Umpire Carlos Ramos issues a warning, claiming he saw Williams’ coach give her a signal from the stands. Williams replies that she was not receiving coaching, she has established no code with her coach, and she does not cheat. A few moments later, Williams loses a point and, frustrated, breaks her racket against the court. Ramos issues a second code violation and a point penalty. While taking a water break, Williams speaks to Ramos. “You owe me an apology,” she tells him, “I don’t cheat.” Articulating further that he has stolen a point from her, Williams tells him, “You’re a thief.” That’s it.

As she returns to the court, the official leans into his microphone and proclaims, “Code violation: verbal abuse.” He announces a game penalty, meaning that Williams is penalized not just one or two or even three points, but an entire game. It’s an incredibly rare punishment that left the entire stadium humming with confusion and disbelief. Issuing a penalty of that severity during a grand slam final was—until that moment—unprecedented.

Within minutes, the match is over. But in her essay, Williams meditates on the enduring tug of indignation and frustration, despite accepting the loss of the championship: "In the end, my opponent simply played better than me that day and ended up winning her first Grand Slam title. I could not have been happier for her. As for me, I felt defeated and disrespected by a sport that I love." She spends the days following the match re-living those crucial moments and wrestling questions about double standards in sports.

Evidence of those double standards is everywhere. Nick Kyrgios told the same umpire his officiating was “f***ing bullsh*t” a year ago. He only got a warning. Novak Djokovic clashed with Ramos on multiple occasions. He threw his racket onto the ground and even gestured as if about to belt a ball at Ramos’ chair. He only got a warning. Dominic Thiem crushed more than one racket against the court, and headlines glorified him for offering shattered rackets to fans.
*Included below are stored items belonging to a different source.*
//! list-filesystems command
//!
//! Lists filesystems in the account through the paginated listing session.
//! With --include-acl, the root directory ACL of each listed filesystem is
//! fetched afterwards through the path access-control endpoint.

use clap::Args;
use dlk_core::{
    drain_pages, properties, Error, FilesystemItem, ListFilesystemsOptions, Listing,
    PagingOptions, PathStore as _, RemotePath, Result,
};
use dlk_rest::DfsClient;
use serde::Serialize;
use tokio_util::sync::CancellationToken;

use crate::exit_code::ExitCode;
use crate::output::{Formatter, OutputConfig};

use super::{cancel_on_ctrl_c, connect, fail, ConnectionArgs};

/// List filesystems in the account
#[derive(Args, Debug)]
pub struct ListFilesystemsArgs {
    /// Only filesystems whose names start with this prefix
    #[arg(long)]
    pub prefix: Option<String>,

    /// Also fetch each filesystem's root directory ACL
    #[arg(long)]
    pub include_acl: bool,

    /// Stop requesting pages once this many results have accumulated
    #[arg(long)]
    pub max_results: Option<u32>,

    /// Keep following continuation tokens until exhaustion
    #[arg(long)]
    pub iterate_in_results: bool,

    /// Continuation token from a previous listing to resume from
    #[arg(long)]
    pub continuation: Option<String>,
}

#[derive(Debug, Serialize)]
struct ListFilesystemsOutput {
    filesystems: Vec<FilesystemItem>,
    #[serde(skip_serializing_if = "Option::is_none")]
    continuation: Option<String>,
}

/// Execute the list-filesystems command
pub async fn execute(
    args: ListFilesystemsArgs,
    conn: &ConnectionArgs,
    output_config: OutputConfig,
) -> ExitCode {
    let formatter = Formatter::new(output_config);

    let client = match connect(conn).await {
        Ok(c) => c,
        Err(e) => return fail(&formatter, &e),
    };

    let cancel = cancel_on_ctrl_c();
    match run(&client, &args, &cancel).await {
        Ok(listing) => {
            present(&formatter, listing);
            ExitCode::Success
        }
        Err(e) => fail(&formatter, &e),
    }
}

async fn run(
    client: &DfsClient,
    args: &ListFilesystemsArgs,
    cancel: &CancellationToken,
) -> Result<Listing<FilesystemItem>> {
    let mut listing = drain_pages(
        |continuation| {
            client.list_filesystems(ListFilesystemsOptions {
                prefix: args.prefix.clone(),
                max_results: args.max_results,
                continuation,
            })
        },
        PagingOptions {
            iterate_in_results: args.iterate_in_results,
            max_results: args.max_results,
            resume_from: args.continuation.clone(),
        },
        cancel,
    )
    .await?;

    if args.include_acl {
        for item in &mut listing.items {
            if cancel.is_cancelled() {
                return Err(Error::Interrupted);
            }
            let root = RemotePath::root(&item.name);
            let headers = client.get_access_control(&root, false).await?;
            item.acl = Some(properties::acl_from_headers(&headers)?);
        }
    }

    Ok(listing)
}

fn present(formatter: &Formatter, listing: Listing<FilesystemItem>) {
    if formatter.is_json() {
        formatter.json(&ListFilesystemsOutput {
            filesystems: listing.items,
            continuation: listing.continuation,
        });
        return;
    }

    for item in &listing.items {
        let date = item.last_modified.as_deref().unwrap_or("");
        let mut line = format!("{:<31} {}", format!("[{date}]"), item.name);
        if let Some(acl) = &item.acl {
            line.push_str(&format!("  acl: {acl}"));
        }
        formatter.println(&line);
    }
    if let Some(token) = &listing.continuation {
        formatter.println(&format!(
            "\nMore results available; resume with --continuation {token}"
        ));
    }
}
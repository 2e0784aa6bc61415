//! Exit code definitions for the dlk CLI
//!
//! These codes follow a consistent convention so scripts and automation can
//! distinguish failure scenarios. Changing an assignment is a breaking change.

/// Exit codes for the dlk CLI application.
#[derive(Debug, Clone, Copy, PartialEq, Eq)]
#[repr(i32)]
pub enum ExitCode {
    /// Operation completed successfully
    Success = 0,

    /// General/unspecified error
    GeneralError = 1,

    /// User input error: invalid arguments, malformed path, bad configuration
    UsageError = 2,

    /// Network or remote-side error
    NetworkError = 3,

    /// Authentication or permission failure
    AuthError = 4,

    /// Resource not found: filesystem or path does not exist
    NotFound = 5,

    /// Conflict: resource already exists or precondition failed
    Conflict = 6,

    /// Operation was interrupted (e.g., Ctrl+C)
    Interrupted = 130,
}

impl ExitCode {
    /// Convert exit code to i32 for use with std::process::exit
    #[inline]
    pub const fn as_i32(self) -> i32 {
        self as i32
    }

    /// Create exit code from i32 value
    ///
    /// Returns None if the value doesn't correspond to a known exit code.
    pub const fn from_i32(code: i32) -> Option<Self> {
        match code {
            0 => Some(Self::Success),
            1 => Some(Self::GeneralError),
            2 => Some(Self::UsageError),
            3 => Some(Self::NetworkError),
            4 => Some(Self::AuthError),
            5 => Some(Self::NotFound),
            6 => Some(Self::Conflict),
            130 => Some(Self::Interrupted),
            _ => None,
        }
    }

    /// The exit code a core error maps to
    pub fn from_error(error: &dlk_core::Error) -> Self {
        Self::from_i32(error.exit_code()).unwrap_or(Self::GeneralError)
    }

    /// Get a human-readable description of the exit code
    pub const fn description(self) -> &'static str {
        match self {
            Self::Success => "Operation completed successfully",
            Self::GeneralError => "General error",
            Self::UsageError => "Invalid arguments or configuration",
            Self::NetworkError => "Network or remote error",
            Self::AuthError => "Authentication or permission failure",
            Self::NotFound => "Resource not found",
            Self::Conflict => "Conflict with remote state",
            Self::Interrupted => "Operation interrupted",
        }
    }
}

impl From<ExitCode> for i32 {
    fn from(code: ExitCode) -> Self {
        code.as_i32()
    }
}

impl std::fmt::Display for ExitCode {
    fn fmt(&self, f: &mut std::fmt::Formatter<'_>) -> std::fmt::Result {
        write!(f, "{} ({})", self.description(), self.as_i32())
    }
}
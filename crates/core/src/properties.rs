//! Header-derived property views
//!
//! Property queries return everything in response headers. The functions here
//! are pure: they take a header view and produce the user-property map, the
//! system-property record, or the ACL string, without touching the transport.

use std::collections::BTreeMap;

use base64::Engine as _;
use serde::Serialize;

use crate::error::{Error, Result};
use crate::traits::Headers;

/// Header carrying the comma-separated user property list
pub const USER_PROPERTIES_HEADER: &str = "x-ms-properties";
/// Header carrying a path's access control list
pub const ACL_HEADER: &str = "x-ms-acl";

/// User-defined properties of a path
pub type UserProperties = BTreeMap<String, String>;

/// Parse the user-property header into a map
///
/// The header is a comma-separated list of `key=value` entries whose values
/// the service base64-encodes. With `decode` set, each value is base64- and
/// UTF-8-decoded; otherwise the raw base64 text is returned unchanged. An
/// absent or empty header yields an empty map.
pub fn parse_user_properties(header: Option<&str>, decode: bool) -> Result<UserProperties> {
    let mut properties = UserProperties::new();

    let header = match header {
        Some(h) if !h.is_empty() => h,
        _ => return Ok(properties),
    };

    for entry in header.split(',') {
        let (key, value) = entry.split_once('=').ok_or_else(|| {
            Error::InvalidProperties(format!("entry '{entry}' has no '=' separator"))
        })?;

        let value = if decode {
            let raw = base64::engine::general_purpose::STANDARD
                .decode(value)
                .map_err(|e| {
                    Error::InvalidProperties(format!("value of '{key}' is not base64: {e}"))
                })?;
            String::from_utf8(raw).map_err(|e| {
                Error::InvalidProperties(format!("value of '{key}' is not UTF-8: {e}"))
            })?
        } else {
            value.to_string()
        };

        properties.insert(key.to_string(), value);
    }

    Ok(properties)
}

/// User properties read from a header view
pub fn user_properties(headers: &Headers, decode: bool) -> Result<UserProperties> {
    parse_user_properties(headers.get(USER_PROPERTIES_HEADER), decode)
}

/// The ACL string from a getAccessControl response
pub fn acl_from_headers(headers: &Headers) -> Result<String> {
    headers
        .get(ACL_HEADER)
        .map(String::from)
        .ok_or_else(|| Error::MissingHeader(ACL_HEADER.into()))
}

/// Fixed system properties of a path, projected from response headers
#[derive(Debug, Clone, Serialize)]
pub struct SystemProperties {
    /// Fully qualified URL of the queried path
    pub url: String,

    #[serde(skip_serializing_if = "Option::is_none")]
    pub last_modified: Option<String>,

    #[serde(skip_serializing_if = "Option::is_none")]
    pub cache_control: Option<String>,

    #[serde(skip_serializing_if = "Option::is_none")]
    pub content_type: Option<String>,

    #[serde(skip_serializing_if = "Option::is_none")]
    pub content_language: Option<String>,

    #[serde(skip_serializing_if = "Option::is_none")]
    pub content_disposition: Option<String>,

    #[serde(skip_serializing_if = "Option::is_none")]
    pub owner: Option<String>,

    #[serde(skip_serializing_if = "Option::is_none")]
    pub group: Option<String>,

    #[serde(skip_serializing_if = "Option::is_none")]
    pub permissions: Option<String>,

    #[serde(skip_serializing_if = "Option::is_none")]
    pub resource_type: Option<String>,
}

impl SystemProperties {
    /// Project the fixed header set into a record
    ///
    /// `url` is synthesized by the caller from the account name, DNS suffix,
    /// and queried path; it is not present in the response.
    pub fn from_headers(headers: &Headers, url: String) -> Self {
        let get = |name: &str| headers.get(name).map(String::from);
        Self {
            url,
            last_modified: get("last-modified"),
            cache_control: get("cache-control"),
            content_type: get("content-type"),
            content_language: get("content-language"),
            content_disposition: get("content-disposition"),
            owner: get("x-ms-owner"),
            group: get("x-ms-group"),
            permissions: get("x-ms-permissions"),
            resource_type: get("x-ms-resource-type"),
        }
    }
}

#[cfg(test)]
mod tests {
    use super::*;

    #[test]
    fn test_user_properties_decoded() {
        // "YQ==" is "a", "Yg==" is "b"
        let parsed = parse_user_properties(Some("a=YQ==,b=Yg=="), true).unwrap();
        assert_eq!(parsed.len(), 2);
        assert_eq!(parsed["a"], "a");
        assert_eq!(parsed["b"], "b");
    }

    #[test]
    fn test_user_properties_raw() {
        let parsed = parse_user_properties(Some("a=YQ==,b=Yg=="), false).unwrap();
        assert_eq!(parsed["a"], "YQ==");
        assert_eq!(parsed["b"], "Yg==");
    }

    #[test]
    fn test_user_properties_absent_or_empty() {
        assert!(parse_user_properties(None, true).unwrap().is_empty());
        assert!(parse_user_properties(Some(""), true).unwrap().is_empty());
        assert!(parse_user_properties(None, false).unwrap().is_empty());
    }

    #[test]
    fn test_user_properties_value_containing_equals() {
        // Only the first '=' separates key and value
        let parsed = parse_user_properties(Some("k=dj1=="), false).unwrap();
        assert_eq!(parsed["k"], "dj1==");
    }

    #[test]
    fn test_user_properties_malformed_entry() {
        let result = parse_user_properties(Some("no-separator"), false);
        assert!(matches!(result, Err(Error::InvalidProperties(_))));
    }

    #[test]
    fn test_user_properties_bad_base64() {
        let result = parse_user_properties(Some("k=!!!"), true);
        assert!(matches!(result, Err(Error::InvalidProperties(_))));
    }

    #[test]
    fn test_user_properties_from_header_view() {
        let headers: Headers = [("x-ms-properties", "team=b3Bz")].into_iter().collect();
        let parsed = user_properties(&headers, true).unwrap();
        assert_eq!(parsed["team"], "ops");
    }

    #[test]
    fn test_acl_from_headers() {
        let headers: Headers = [("x-ms-acl", "user::rwx,group::r-x,other::---")]
            .into_iter()
            .collect();
        assert_eq!(
            acl_from_headers(&headers).unwrap(),
            "user::rwx,group::r-x,other::---"
        );
    }

    #[test]
    fn test_acl_missing_header() {
        let headers = Headers::new();
        let result = acl_from_headers(&headers);
        assert!(matches!(result, Err(Error::MissingHeader(_))));
    }

    #[test]
    fn test_system_properties_projection() {
        let headers: Headers = [
            ("Last-Modified", "Tue, 05 Aug 2025 10:00:00 GMT"),
            ("Content-Type", "application/octet-stream"),
            ("x-ms-owner", "alice"),
            ("x-ms-group", "engineers"),
            ("x-ms-permissions", "rwxr-x---"),
            ("x-ms-resource-type", "file"),
        ]
        .into_iter()
        .collect();

        let props = SystemProperties::from_headers(
            &headers,
            "https://contoso.dfs.core.windows.net/data/logs/run.txt".into(),
        );

        assert_eq!(
            props.url,
            "https://contoso.dfs.core.windows.net/data/logs/run.txt"
        );
        assert_eq!(
            props.last_modified.as_deref(),
            Some("Tue, 05 Aug 2025 10:00:00 GMT")
        );
        assert_eq!(props.content_type.as_deref(), Some("application/octet-stream"));
        assert_eq!(props.owner.as_deref(), Some("alice"));
        assert_eq!(props.group.as_deref(), Some("engineers"));
        assert_eq!(props.permissions.as_deref(), Some("rwxr-x---"));
        assert_eq!(props.resource_type.as_deref(), Some("file"));
        assert!(props.cache_control.is_none());
        assert!(props.content_language.is_none());
        assert!(props.content_disposition.is_none());
    }
}
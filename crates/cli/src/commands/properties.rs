//! Property query commands
//!
//! One properties request returns everything in headers; these commands
//! differ only in which derived view they print. User property values are
//! base64-encoded by the service and decoded on request.

use clap::Args;
use dlk_core::{properties, PathStore as _, RemotePath, SystemProperties, UserProperties};
use serde::Serialize;

use crate::exit_code::ExitCode;
use crate::output::{Formatter, OutputConfig};

use super::{connect, fail, ConnectionArgs};

/// Show user and system properties of a path
#[derive(Args, Debug)]
pub struct GetPropertiesArgs {
    /// Filesystem name
    #[arg(short = 'f', long)]
    pub filesystem: String,

    /// Path inside the filesystem
    #[arg(short = 'p', long)]
    pub path: String,

    /// Base64-decode user property values
    #[arg(long)]
    pub decode_user_properties: bool,

    /// Return identities as user principal names
    #[arg(long)]
    pub upn: bool,
}

/// Show user-defined properties of a path
#[derive(Args, Debug)]
pub struct GetUserPropertiesArgs {
    /// Filesystem name
    #[arg(short = 'f', long)]
    pub filesystem: String,

    /// Path inside the filesystem
    #[arg(short = 'p', long)]
    pub path: String,

    /// Base64-decode user property values
    #[arg(long)]
    pub decode_user_properties: bool,
}

/// Show system properties of a path
#[derive(Args, Debug)]
pub struct GetSystemPropertiesArgs {
    /// Filesystem name
    #[arg(short = 'f', long)]
    pub filesystem: String,

    /// Path inside the filesystem
    #[arg(short = 'p', long)]
    pub path: String,

    /// Return identities as user principal names
    #[arg(long)]
    pub upn: bool,
}

#[derive(Debug, Serialize)]
struct CombinedPropertiesOutput {
    user_properties: UserProperties,
    #[serde(flatten)]
    system: SystemProperties,
}

#[derive(Debug, Serialize)]
struct UserPropertiesOutput {
    path: String,
    user_properties: UserProperties,
}

fn print_system(formatter: &Formatter, system: &SystemProperties) {
    formatter.println(&format!("URL         : {}", system.url));
    let fields = [
        ("Modified", &system.last_modified),
        ("Type", &system.resource_type),
        ("Content-Type", &system.content_type),
        ("Cache-Control", &system.cache_control),
        ("Language", &system.content_language),
        ("Disposition", &system.content_disposition),
        ("Owner", &system.owner),
        ("Group", &system.group),
        ("Permissions", &system.permissions),
    ];
    for (label, value) in fields {
        if let Some(value) = value {
            formatter.println(&format!("{label:<12}: {value}"));
        }
    }
}

fn print_user(formatter: &Formatter, user: &UserProperties) {
    if user.is_empty() {
        formatter.println("(no user properties)");
        return;
    }
    for (key, value) in user {
        formatter.println(&format!("{key} = {value}"));
    }
}

/// Execute the get-properties command
pub async fn execute_combined(
    args: GetPropertiesArgs,
    conn: &ConnectionArgs,
    output_config: OutputConfig,
) -> ExitCode {
    let formatter = Formatter::new(output_config);
    let path = RemotePath::new(&args.filesystem, &args.path);

    let client = match connect(conn).await {
        Ok(c) => c,
        Err(e) => return fail(&formatter, &e),
    };

    let headers = match client.get_properties(&path, args.upn).await {
        Ok(h) => h,
        Err(dlk_core::Error::NotFound(_)) => {
            formatter.error(&format!("Path not found: {path}"));
            return ExitCode::NotFound;
        }
        Err(e) => return fail(&formatter, &e),
    };

    let user = match properties::user_properties(&headers, args.decode_user_properties) {
        Ok(u) => u,
        Err(e) => return fail(&formatter, &e),
    };
    let system = SystemProperties::from_headers(&headers, client.url_for(&path));

    if formatter.is_json() {
        formatter.json(&CombinedPropertiesOutput {
            user_properties: user,
            system,
        });
    } else {
        print_system(&formatter, &system);
        print_user(&formatter, &user);
    }
    ExitCode::Success
}

/// Execute the get-user-properties command
pub async fn execute_user(
    args: GetUserPropertiesArgs,
    conn: &ConnectionArgs,
    output_config: OutputConfig,
) -> ExitCode {
    let formatter = Formatter::new(output_config);
    let path = RemotePath::new(&args.filesystem, &args.path);

    let client = match connect(conn).await {
        Ok(c) => c,
        Err(e) => return fail(&formatter, &e),
    };

    let headers = match client.get_properties(&path, false).await {
        Ok(h) => h,
        Err(dlk_core::Error::NotFound(_)) => {
            formatter.error(&format!("Path not found: {path}"));
            return ExitCode::NotFound;
        }
        Err(e) => return fail(&formatter, &e),
    };

    match properties::user_properties(&headers, args.decode_user_properties) {
        Ok(user) => {
            if formatter.is_json() {
                formatter.json(&UserPropertiesOutput {
                    path: path.to_string(),
                    user_properties: user,
                });
            } else {
                print_user(&formatter, &user);
            }
            ExitCode::Success
        }
        Err(e) => fail(&formatter, &e),
    }
}

/// Execute the get-system-properties command
pub async fn execute_system(
    args: GetSystemPropertiesArgs,
    conn: &ConnectionArgs,
    output_config: OutputConfig,
) -> ExitCode {
    let formatter = Formatter::new(output_config);
    let path = RemotePath::new(&args.filesystem, &args.path);

    let client = match connect(conn).await {
        Ok(c) => c,
        Err(e) => return fail(&formatter, &e),
    };

    match client.get_properties(&path, args.upn).await {
        Ok(headers) => {
            let system = SystemProperties::from_headers(&headers, client.url_for(&path));
            if formatter.is_json() {
                formatter.json(&system);
            } else {
                print_system(&formatter, &system);
            }
            ExitCode::Success
        }
        Err(dlk_core::Error::NotFound(_)) => {
            formatter.error(&format!("Path not found: {path}"));
            ExitCode::NotFound
        }
        Err(e) => fail(&formatter, &e),
    }
}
When women players display justified anger, it’s punished. But censuring women’s anger—classifying it as inappropriate or offensive or excessive—is about more than double standards. It’s an attempt to question women’s capacity to perceive their own reality. Because to deny anger is to dismiss that which makes us angry. The logic: if you ignore (or erase) the initial transgression, then a reasonable reaction to that transgression can be framed as an attack in itself.

Anger serves a purpose. It sharpens our awareness of inequity and motivates us to address it. After several sleepless post-match nights, Williams decided to take action. But she didn’t regret her anger. Instead, she was saddened by how the controversy impacted her rival, Naomi Osaka, so Williams reached out to the young champion directly.

In her letter, Williams underscores that this story is as much about antiblackness as it is about sexism. She told Osaka how disappointed she was to witness the media pit two women of color against each other. And she emphasized her support for the 20-year old athlete: “I would never, ever want the light to shine away from another female, specifically another black female athlete. I can’t wait for your future and believe me I will always be watching as a big fan.”

So while women’s rage is in the spotlight right now, we still need to ask ourselves: Who, exactly, gets to be angry?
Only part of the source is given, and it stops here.